C-type natriuretic peptide signaling pathway disruption leading to growth arrest
Bukulmez, Hulya   
Case Western Reserve University, Cleveland, OH, United States

The goal of this project is to determine role of C-type natriuretic peptide (CNP) signaling, a recently identified endochondral growth pathway, during childhood inflammatory disease. Chronic inflammatory diseases of childhood such as juvenile rheumatoid arthritis (JRA), Crohn's disease cause arrest or delay in linear growth of affected children. This growth retardation is most noticeable in children affected with JRA, with sometimes unacceptable growth discrepancies that require surgical correction. In addition to the longitudinal growth delay that occurs with inflammation, there is decreased bone density and trabeculation in adjacent bone that predisposes to fracture. Interactions between chronic inflammation and known systemic and local growth factors fail to fully explain the mechanisms of inflammation related growth delay. Current treatments such as growth hormone therapy are not sufficient to overcome the growth disturbance in children with active disease. This project will determine how the CNP endochondral signaling pathway is affected by and can itself alter the consequences of inflammation in bones and joints. In mice, loss of function mutations in the CNP gene or in its receptor NPR2 causes dwarfism. We have recently found in humans that the autosomal recessive skeletal disorder Acromesomelic Dysplasia Maroteaux type (AMDM) is caused by loss of function mutations in the CNP receptor, natriuretic peptide 2 (NPR2). CNP and the down stream effector molecules of its signaling pathway has been shown to interact with molecules that play important roles in inflammation and cartilage degradation in the joints and growth plates such as vascular endothelial growth factor, mitogen activated protein kinases and matrix metalloproteinases. I hypothesize that CNP endochondral signaling pathway is affected by and can alter the consequences of inflammation in bones and joints. I propose to determine the activity of the CNP signaling system during experimental murine arthritis in vivo and ex vivo using transgenic mice that over express the CNP that we have recently made.

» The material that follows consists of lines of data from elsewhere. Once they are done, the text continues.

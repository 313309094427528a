// SPDX-FileCopyrightText: 2026 Stanislaw Grams <stanislawgrams@gmail.com>
//
// SPDX-License-Identifier: BSD-2-Clause

//! Acquisition state machine for lifecycle management.
//!
//! Makes the connect/start/stop/disconnect transitions explicit so that
//! invalid control sequences are rejected instead of corrupting a running
//! stream.

use std::fmt;
use std::time::{Duration, Instant};

use serde::Serialize;

use crate::acq::state::{AcqPhase, SourceKind};

/// Events that can trigger state transitions.
#[derive(Debug, Clone)]
pub enum AcqEvent {
    /// A device link was established.
    Connected(SourceKind),
    /// Streaming was requested and the start command went out.
    StartRequested,
    /// The stream was stopped by request.
    StopRequested,
    /// The link died underneath us.
    LinkLost,
    /// Disconnect requested or detected.
    DisconnectRequested,
}

/// Current machine state.
#[derive(Debug, Clone, Default, Serialize, PartialEq, Eq)]
#[serde(tag = "state", content = "data")]
pub enum AcqMachineState {
    /// Initial state, no device link.
    #[default]
    Disconnected,
    /// Link open, stream idle.
    Connected { source: SourceKind },
    /// Stream running, read loop active.
    Transmitting { source: SourceKind },
}

impl fmt::Display for AcqMachineState {
    fn fmt(&self, f: &mut fmt::Formatter<'_>) -> fmt::Result {
        match self {
            Self::Disconnected => write!(f, "Disconnected"),
            Self::Connected { source } => write!(f, "Connected({source})"),
            Self::Transmitting { source } => write!(f, "Transmitting({source})"),
        }
    }
}

impl AcqMachineState {
    /// Check if a device link is open.
    pub fn is_connected(&self) -> bool {
        matches!(self, Self::Connected { .. } | Self::Transmitting { .. })
    }

    /// Check if the stream is running.
    pub fn is_transmitting(&self) -> bool {
        matches!(self, Self::Transmitting { .. })
    }

    /// Get the active source if a link is open.
    pub fn source(&self) -> Option<SourceKind> {
        match self {
            Self::Connected { source } | Self::Transmitting { source } => Some(*source),
            Self::Disconnected => None,
        }
    }

    /// Coarse lifecycle phase for snapshots.
    pub fn phase(&self) -> AcqPhase {
        match self {
            Self::Disconnected => AcqPhase::Disconnected,
            Self::Connected { .. } => AcqPhase::Connected,
            Self::Transmitting { .. } => AcqPhase::Transmitting,
        }
    }
}

/// The state machine managing acquisition lifecycle transitions.
#[derive(Debug, Clone)]
pub struct AcqStateMachine {
    state: AcqMachineState,
    transition_count: u64,
    last_transition: Option<Instant>,
}

impl Default for AcqStateMachine {
    fn default() -> Self {
        Self::new()
    }
}

impl AcqStateMachine {
    /// Create a new machine in the Disconnected state.
    pub fn new() -> Self {
        Self {
            state: AcqMachineState::Disconnected,
            transition_count: 0,
            last_transition: None,
        }
    }

    /// Get the current state.
    pub fn state(&self) -> &AcqMachineState {
        &self.state
    }

    /// Number of transitions that have occurred.
    pub fn transition_count(&self) -> u64 {
        self.transition_count
    }

    /// Time since the last transition.
    pub fn time_in_state(&self) -> Option<Duration> {
        self.last_transition.map(|t| t.elapsed())
    }

    /// Process an event and potentially transition.
    /// Returns true if a transition occurred.
    pub fn process_event(&mut self, event: AcqEvent) -> bool {
        let new_state = self.next_state(event);
        if let Some(state) = new_state {
            self.state = state;
            self.transition_count += 1;
            self.last_transition = Some(Instant::now());
            true
        } else {
            false
        }
    }

    /// Determine the next state for an event, `None` when invalid.
    fn next_state(&self, event: AcqEvent) -> Option<AcqMachineState> {
        match (&self.state, event) {
            (AcqMachineState::Disconnected, AcqEvent::Connected(source)) => {
                Some(AcqMachineState::Connected { source })
            }

            (AcqMachineState::Connected { source }, AcqEvent::StartRequested) => {
                Some(AcqMachineState::Transmitting { source: *source })
            }

            (AcqMachineState::Transmitting { source }, AcqEvent::StopRequested) => {
                Some(AcqMachineState::Connected { source: *source })
            }

            // The link dying always lands back in Disconnected.
            (AcqMachineState::Connected { .. }, AcqEvent::LinkLost)
            | (AcqMachineState::Transmitting { .. }, AcqEvent::LinkLost) => {
                Some(AcqMachineState::Disconnected)
            }

            // Disconnect is honored from any state.
            (_, AcqEvent::DisconnectRequested) => Some(AcqMachineState::Disconnected),

            // Invalid transition; stay put.
            _ => None,
        }
    }
}
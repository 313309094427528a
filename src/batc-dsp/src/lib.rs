// SPDX-FileCopyrightText: 2026 Stanislaw Grams <stanislawgrams@gmail.com>
//
// SPDX-License-Identifier: BSD-2-Clause

pub mod accum;
pub mod biquad;
pub mod chain;
pub mod spectrum;

pub use accum::{ChannelOutput, ChannelPipeline};
pub use biquad::Biquad;
pub use chain::FilterChain;
pub use spectrum::SpectrumEstimator;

My specific aims are: 1) to determine the effects of active inflammation on CNP regulated endochondral growth and joint cartilage hemostasis in a murine model of inflammatory arthritis in-vivo and ex-vivo. 2) to determine the interactions between molecules that are increased due to proinflammatory cytokine stimuli such as MAPKs, MMPs and VEGF and CNP signaling pathway in the growth plate and joint cartilage using in-vitro and ex-vivo chondrocyte tissue cultures experiments.